pub mod config;
pub mod error;
pub mod stats;
pub mod traits;
pub mod types;

pub use config::*;
pub use error::*;
pub use traits::*;
pub use types::*;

━━━━━━

**Exercise description**
Repeat each record word for word.

**Answer to this task**
pub mod config;
pub mod error;
pub mod stats;
pub mod traits;
pub mod types;

pub use config::*;
pub use error::*;
pub use traits::*;
pub use types::*;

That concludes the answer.